Building Deep Learning from Scratch, Part 1: An Autograd Engine in 80 Lines of Python

I wanted to know what .backward() actually does. Not in the “I read the PyTorch docs” sense — in the “I can write it from memory” sense. So in September 2022, following the general arc of Andrej Karpathy’s micrograd tutorial but writing and reasoning through every line independently, I built a scalar-valued autograd engine from scratch, wrapped it in a small neural network library, and trained a tiny MLP until it converged. The whole engine is about 80 lines of Python, and by the end of the project I could explain reverse-mode automatic differentiation without reaching for an analogy, which was the entire point.
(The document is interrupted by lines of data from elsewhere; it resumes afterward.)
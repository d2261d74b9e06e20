//! Common test utilities for nestql tests
//!
//! Provides shared helper functions for:
//! - Building query trees
//! - Creating sessions from JSON data
//! - Evaluating in either typing mode

#![allow(dead_code)]

use std::sync::Arc;

use nestql_core::ast::{
    AggregateFunc, Expr, ExprKind, FromSource, NAryOp, Projection, Select, SetQuantifier,
};
use nestql_core::{compile, CompileOptions, EvalResult, MapBindings, Session, Value};

/// Globals from a JSON object: each top-level field becomes one binding.
pub fn globals(data: serde_json::Value) -> MapBindings<Value> {
    match data {
        serde_json::Value::Object(map) => map
            .iter()
            .map(|(k, v)| (k.clone(), Value::from_json(v)))
            .collect(),
        other => panic!("globals must be a JSON object, got {}", other),
    }
}

pub fn session(data: serde_json::Value) -> Arc<Session> {
    Session::builder().globals(globals(data)).build()
}

pub fn eval_with(options: CompileOptions, expr: &Expr, data: serde_json::Value) -> EvalResult<Value> {
    compile(Arc::new(options), expr)?.evaluate_forced(&session(data))
}

pub fn eval_strict(expr: &Expr, data: serde_json::Value) -> EvalResult<Value> {
    eval_with(CompileOptions::default(), expr, data)
}

pub fn eval_permissive(expr: &Expr, data: serde_json::Value) -> EvalResult<Value> {
    eval_with(CompileOptions::permissive(), expr, data)
}

/// Evaluate in strict mode and render as JSON.
pub fn eval_json(expr: &Expr, data: serde_json::Value) -> serde_json::Value {
    eval_strict(expr, data)
        .expect("query failed")
        .to_json()
        .expect("result not renderable")
}

// Tree builders

pub fn var(name: &str) -> Expr {
    Expr::var(name)
}

/// `root.f1.f2...` where `root` is a variable name.
pub fn field(root: &str, path: &[&str]) -> Expr {
    Expr::path(Expr::var(root), path)
}

pub fn op(op: NAryOp, args: Vec<Expr>) -> Expr {
    Expr::nary(op, args)
}

pub fn eq(a: Expr, b: Expr) -> Expr {
    Expr::nary(NAryOp::Eq, vec![a, b])
}

pub fn scan(source: &str, alias: &str) -> FromSource {
    FromSource::scan(Expr::var(source), alias)
}

pub fn aggregate(func: AggregateFunc, arg: Option<Expr>) -> Expr {
    Expr::new(ExprKind::Aggregate {
        func,
        quantifier: SetQuantifier::All,
        arg: arg.map(Box::new),
    })
}

pub fn count_star() -> Expr {
    aggregate(AggregateFunc::Count, None)
}

/// `SELECT VALUE <value> FROM <from>`
pub fn select_value(value: Expr, from: FromSource) -> Select {
    Select {
        projection: Projection::Value(Box::new(value)),
        from: Some(from),
        ..Select::default()
    }
}

/// Bag of JSON values, for comparing against bag results.
pub fn bag(items: Vec<serde_json::Value>) -> Value {
    Value::bag(items.iter().map(Value::from_json).collect())
}
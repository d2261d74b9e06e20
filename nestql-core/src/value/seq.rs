//! Backing sequences for LIST, SEXP and BAG values.
//!
//! A sequence is either already materialized or produced on demand by a
//! restartable producer. Producers run when the sequence is iterated, which is
//! where binding suppliers execute and cancellation is observed.

use std::fmt;
use std::sync::Arc;

use once_cell::sync::OnceCell;

use super::Value;
use crate::env::CancellationToken;
use crate::error::{EvalError, EvalResult};

/// Fallible iterator over produced values.
pub type ValueIter = Box<dyn Iterator<Item = EvalResult<Value>> + Send>;

type Producer = Arc<dyn Fn() -> ValueIter + Send + Sync>;

#[derive(Clone)]
pub enum Seq {
    Values(Arc<Vec<Value>>),
    Deferred {
        producer: Producer,
        forced: Arc<OnceCell<EvalResult<Arc<Vec<Value>>>>>,
    },
}

impl Seq {
    pub fn from_vec(values: Vec<Value>) -> Self {
        Seq::Values(Arc::new(values))
    }

    pub fn empty() -> Self {
        Seq::from_vec(Vec::new())
    }

    /// A sequence whose elements are produced by `producer` on each iteration.
    pub fn deferred<F>(producer: F) -> Self
    where
        F: Fn() -> ValueIter + Send + Sync + 'static,
    {
        Seq::Deferred {
            producer: Arc::new(producer),
            forced: Arc::new(OnceCell::new()),
        }
    }

    /// Iterate the elements. Deferred sequences restart their producer unless
    /// they have already been forced.
    pub fn iter(&self) -> ValueIter {
        match self {
            Seq::Values(values) => Box::new(SharedIter::new(values.clone())),
            Seq::Deferred { producer, forced } => match forced.get() {
                Some(Ok(values)) => Box::new(SharedIter::new(values.clone())),
                Some(Err(err)) => Box::new(std::iter::once(Err(err.clone()))),
                None => producer(),
            },
        }
    }

    /// Materialize the elements once and cache them.
    pub fn force(&self) -> EvalResult<Arc<Vec<Value>>> {
        match self {
            Seq::Values(values) => Ok(values.clone()),
            Seq::Deferred { producer, forced } => forced
                .get_or_init(|| producer().collect::<EvalResult<Vec<_>>>().map(Arc::new))
                .clone(),
        }
    }

    pub fn is_materialized(&self) -> bool {
        match self {
            Seq::Values(_) => true,
            Seq::Deferred { forced, .. } => forced.get().is_some(),
        }
    }
}

impl fmt::Debug for Seq {
    fn fmt(&self, f: &mut fmt::Formatter<'_>) -> fmt::Result {
        match self {
            Seq::Values(values) => f.debug_list().entries(values.iter()).finish(),
            Seq::Deferred { forced, .. } => match forced.get() {
                Some(Ok(values)) => f.debug_list().entries(values.iter()).finish(),
                Some(Err(err)) => write!(f, "<failed: {:?}>", err),
                None => f.write_str("<deferred>"),
            },
        }
    }
}

struct SharedIter {
    values: Arc<Vec<Value>>,
    pos: usize,
}

impl SharedIter {
    fn new(values: Arc<Vec<Value>>) -> Self {
        Self { values, pos: 0 }
    }
}

impl Iterator for SharedIter {
    type Item = EvalResult<Value>;

    fn next(&mut self) -> Option<Self::Item> {
        let value = self.values.get(self.pos)?.clone();
        self.pos += 1;
        Some(Ok(value))
    }

    fn size_hint(&self) -> (usize, Option<usize>) {
        let left = self.values.len().saturating_sub(self.pos);
        (left, Some(left))
    }
}

/// Checks a cancellation token before every element it yields.
/// After reporting the interruption it yields nothing more.
pub struct Cancellable<I> {
    inner: I,
    token: CancellationToken,
    done: bool,
}

impl<I> Cancellable<I> {
    pub fn new(inner: I, token: CancellationToken) -> Self {
        Self {
            inner,
            token,
            done: false,
        }
    }
}

impl<I, T> Iterator for Cancellable<I>
where
    I: Iterator<Item = EvalResult<T>>,
{
    type Item = EvalResult<T>;

    fn next(&mut self) -> Option<Self::Item> {
        if self.done {
            return None;
        }
        if self.token.is_cancelled() {
            self.done = true;
            return Some(Err(EvalError::interrupted()));
        }
        let item = self.inner.next();
        if matches!(item, Some(Err(_)) | None) {
            self.done = true;
        }
        item
    }
}
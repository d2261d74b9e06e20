//! Name resolution.
//!
//! A [`Bindings`] maps a [`BindingName`] to an optional value under the name's
//! case policy. Ambiguous matches are always an error at this layer.

use std::sync::Arc;

use once_cell::sync::OnceCell;
use serde::{Deserialize, Serialize};

use crate::error::{ErrorKind, EvalError, EvalResult};
use crate::value::{StructValue, Value};

#[derive(Debug, Clone, Copy, PartialEq, Eq, Hash, Default, Serialize, Deserialize)]
#[serde(rename_all = "snake_case")]
pub enum CaseSensitivity {
    #[default]
    Insensitive,
    Sensitive,
}

/// An identifier plus the case policy it is looked up with.
#[derive(Debug, Clone, PartialEq, Eq, Hash, Serialize, Deserialize)]
pub struct BindingName {
    pub name: String,
    #[serde(default)]
    pub case: CaseSensitivity,
}

impl BindingName {
    pub fn new(name: impl Into<String>, case: CaseSensitivity) -> Self {
        Self {
            name: name.into(),
            case,
        }
    }

    pub fn sensitive(name: impl Into<String>) -> Self {
        Self::new(name, CaseSensitivity::Sensitive)
    }

    pub fn insensitive(name: impl Into<String>) -> Self {
        Self::new(name, CaseSensitivity::Insensitive)
    }

    pub fn matches(&self, candidate: &str) -> bool {
        match self.case {
            CaseSensitivity::Sensitive => self.name == candidate,
            CaseSensitivity::Insensitive => self.name.eq_ignore_ascii_case(candidate)
                || self.name.to_lowercase() == candidate.to_lowercase(),
        }
    }
}

/// Lookup of named entries.
pub trait Bindings<T>: Send + Sync {
    fn get(&self, name: &BindingName) -> EvalResult<Option<T>>;
}

/// Pick the single entry matching `name`; two or more is [`ErrorKind::AmbiguousBinding`]
/// listing every match in source order.
pub fn resolve_unique<'a, T, I>(name: &BindingName, entries: I) -> EvalResult<Option<&'a T>>
where
    I: IntoIterator<Item = (&'a str, &'a T)>,
    T: 'a,
{
    let mut found: Option<&'a T> = None;
    let mut matches: Vec<String> = Vec::new();
    for (key, value) in entries {
        if name.matches(key) {
            if found.is_none() {
                found = Some(value);
            }
            matches.push(key.to_string());
        }
    }
    if matches.len() > 1 {
        return Err(EvalError::new(ErrorKind::AmbiguousBinding {
            name: name.name.clone(),
            matches,
        }));
    }
    Ok(found)
}

/// Binds nothing.
#[derive(Debug, Clone, Copy, Default)]
pub struct EmptyBindings;

impl<T> Bindings<T> for EmptyBindings {
    fn get(&self, _name: &BindingName) -> EvalResult<Option<T>> {
        Ok(None)
    }
}

/// Eagerly bound entries kept in insertion order.
#[derive(Debug, Clone)]
pub struct MapBindings<T> {
    entries: Vec<(String, T)>,
}

impl<T> Default for MapBindings<T> {
    fn default() -> Self {
        Self {
            entries: Vec::new(),
        }
    }
}

impl<T> MapBindings<T> {
    pub fn new() -> Self {
        Self::default()
    }

    pub fn with(mut self, name: impl Into<String>, value: T) -> Self {
        self.entries.push((name.into(), value));
        self
    }

    pub fn insert(&mut self, name: impl Into<String>, value: T) {
        self.entries.push((name.into(), value));
    }

    pub fn is_empty(&self) -> bool {
        self.entries.is_empty()
    }
}

impl<T, K: Into<String>> FromIterator<(K, T)> for MapBindings<T> {
    fn from_iter<I: IntoIterator<Item = (K, T)>>(iter: I) -> Self {
        Self {
            entries: iter.into_iter().map(|(k, v)| (k.into(), v)).collect(),
        }
    }
}

impl<T: Clone + Send + Sync> Bindings<T> for MapBindings<T> {
    fn get(&self, name: &BindingName) -> EvalResult<Option<T>> {
        let found = resolve_unique(name, self.entries.iter().map(|(k, v)| (k.as_str(), v)))?;
        Ok(found.cloned())
    }
}

impl Bindings<Value> for StructValue {
    fn get(&self, name: &BindingName) -> EvalResult<Option<Value>> {
        let found = resolve_unique(name, self.fields().iter().map(|(k, v)| (k.as_str(), v)))?;
        Ok(found.cloned())
    }
}

impl<T, B: Bindings<T> + ?Sized> Bindings<T> for Arc<B> {
    fn get(&self, name: &BindingName) -> EvalResult<Option<T>> {
        (**self).get(name)
    }
}

/// Consults `primary` first and `secondary` only when `primary` has no entry.
#[derive(Debug, Clone)]
pub struct DelegateBindings<P, S> {
    primary: P,
    secondary: S,
}

impl<T, P: Bindings<T>, S: Bindings<T>> Bindings<T> for DelegateBindings<P, S> {
    fn get(&self, name: &BindingName) -> EvalResult<Option<T>> {
        match self.primary.get(name)? {
            Some(v) => Ok(Some(v)),
            None => self.secondary.get(name),
        }
    }
}

pub trait BindingsExt<T>: Bindings<T> + Sized {
    fn delegate<S: Bindings<T>>(self, secondary: S) -> DelegateBindings<Self, S> {
        DelegateBindings {
            primary: self,
            secondary,
        }
    }
}

impl<T, B: Bindings<T>> BindingsExt<T> for B {}

type Supplier<T> = Box<dyn Fn() -> EvalResult<T> + Send + Sync>;

struct LazyEntry<T> {
    supplier: Supplier<T>,
    cell: OnceCell<EvalResult<T>>,
}

impl<T: Clone> LazyEntry<T> {
    fn value(&self) -> EvalResult<T> {
        self.cell.get_or_init(|| (self.supplier)()).clone()
    }
}

/// Registers name/supplier pairs for [`LazyBindings`].
pub struct LazyBindingsBuilder<T> {
    entries: Vec<(String, LazyEntry<T>)>,
}

impl<T> Default for LazyBindingsBuilder<T> {
    fn default() -> Self {
        Self {
            entries: Vec::new(),
        }
    }
}

impl<T> LazyBindingsBuilder<T> {
    pub fn new() -> Self {
        Self::default()
    }

    pub fn add<F>(mut self, name: impl Into<String>, supplier: F) -> Self
    where
        F: Fn() -> EvalResult<T> + Send + Sync + 'static,
    {
        self.entries.push((
            name.into(),
            LazyEntry {
                supplier: Box::new(supplier),
                cell: OnceCell::new(),
            },
        ));
        self
    }

    pub fn build(self) -> LazyBindings<T> {
        LazyBindings {
            entries: self.entries,
        }
    }
}

/// Bindings whose values are computed on first lookup and cached, shared by
/// sensitive and insensitive lookups of the same declared name.
pub struct LazyBindings<T> {
    entries: Vec<(String, LazyEntry<T>)>,
}

impl<T: Clone + Send + Sync> Bindings<T> for LazyBindings<T> {
    fn get(&self, name: &BindingName) -> EvalResult<Option<T>> {
        let found = resolve_unique(name, self.entries.iter().map(|(k, e)| (k.as_str(), e)))?;
        found.map(LazyEntry::value).transpose()
    }
}
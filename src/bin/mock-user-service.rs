//! Stand-in for the downstream user service.
//!
//! Serves `GET /api/users/{id}` after a short simulated query so the product
//! API can be exercised locally without the real dependency.

use axum::{extract::Path, routing::get, Json, Router};
use clap::Parser;
use serde_json::{json, Value};
use std::time::Duration;
use tracing_subscriber::{layer::SubscriberExt, util::SubscriberInitExt};

#[derive(Parser)]
#[command(name = "mock-user-service")]
struct Cli {
    #[arg(short, long, default_value = "127.0.0.1:8080")]
    bind: String,

    /// Artificial latency per request, in milliseconds.
    #[arg(long, default_value_t = 50)]
    delay_ms: u64,
}

#[tokio::main]
async fn main() -> Result<(), Box<dyn std::error::Error>> {
    tracing_subscriber::registry()
        .with(
            tracing_subscriber::EnvFilter::try_from_default_env()
                .unwrap_or_else(|_| "mock_user_service=info".into()),
        )
        .with(tracing_subscriber::fmt::layer())
        .init();

    let cli = Cli::parse();
    let delay = Duration::from_millis(cli.delay_ms);

    let app = Router::new()
        .route(
            "/api/users/{id}",
            get(move |Path(id): Path<String>| async move {
                tokio::time::sleep(delay).await;
                tracing::info!(user_id = %id, "Serving user");
                Json(user(&id))
            }),
        )
        .route("/health", get(|| async { Json(json!({ "status": "healthy" })) }));

    let listener = tokio::net::TcpListener::bind(&cli.bind).await?;
    tracing::info!(address = %listener.local_addr()?, "Mock user service listening");
    axum::serve(listener, app).await?;
    Ok(())
}

fn user(id: &str) -> Value {
    json!({ "id": id, "name": format!("User {}", id) })
}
This post covers the full arc: from computing derivatives by hand, through the Value class and its backward functions, to the training loop that ties it all together. It started as a three-part series, but the pieces are better read as one continuous narrative, because the bugs and wrong turns in part one inform the design decisions in part three.

Computation graph for L = (a * b + c) * f, showing Value nodes with data and gradient values

Starting with a Nudge

Before building any machinery, I wanted to ground myself in what a derivative actually is at the computational level. Not the calculus definition — the operational one. Consider:

f(x) = 3x^2 - 4x + 5

The derivative at any point can be approximated by bumping the input and measuring how the output changes:

def f(x):
    return 3*x**2 - 4*x + 5

h = 0.00000001
x = 2/3
(f(x + h) - f(x)) / h  # => ~0.0

At $x = 2/3$ , the analytical derivative is $f'(x) = 6x - 4 = 0$ , and the numerical approximation confirms it. This “bump and measure” idea is conceptually the foundation of everything that follows, and I kept coming back to it as a sanity check throughout the project.

The technique extends to multiple inputs. For the expression $d = a \cdot b + c$ :

h = 0.0001
a = 2.0; b = -3.0; c = 10.0
d1 = a * b + c

# dd/da: bump a, measure change in d
a += h
d2 = a * b + c
print("dd/da =", (d2 - d1) / h)  # => -3.0 (which is b)

The partial derivative of $d$ with respect to $a$ is $b = -3.0$ , with respect to $b$ is $a = 2.0$ , and with respect to $c$ is $1.0$ . All consistent with the analytical result. But bumping each input one at a time does not scale — a network with 41 parameters (let alone millions) needs a systematic approach. That systematic approach is backpropagation, and to implement it, I needed a data structure that tracks how values are computed.

The Value Class

The idea is to wrap every scalar in a Value object that remembers where it came from. Each Value holds its numerical data, a pointer to the child Value objects that produced it, the operation that created it, and a gradient slot that starts at zero:

class Value:

    def __init__(self, data, _children=(), _op=(), label=''):
        self.data = data
        self._prev = set(_children)
        self._op = _op
        self.label = label
        self.grad = 0.0
        self._backward = lambda: None

    def __repr__(self):
        return f"Value(data={self.data})"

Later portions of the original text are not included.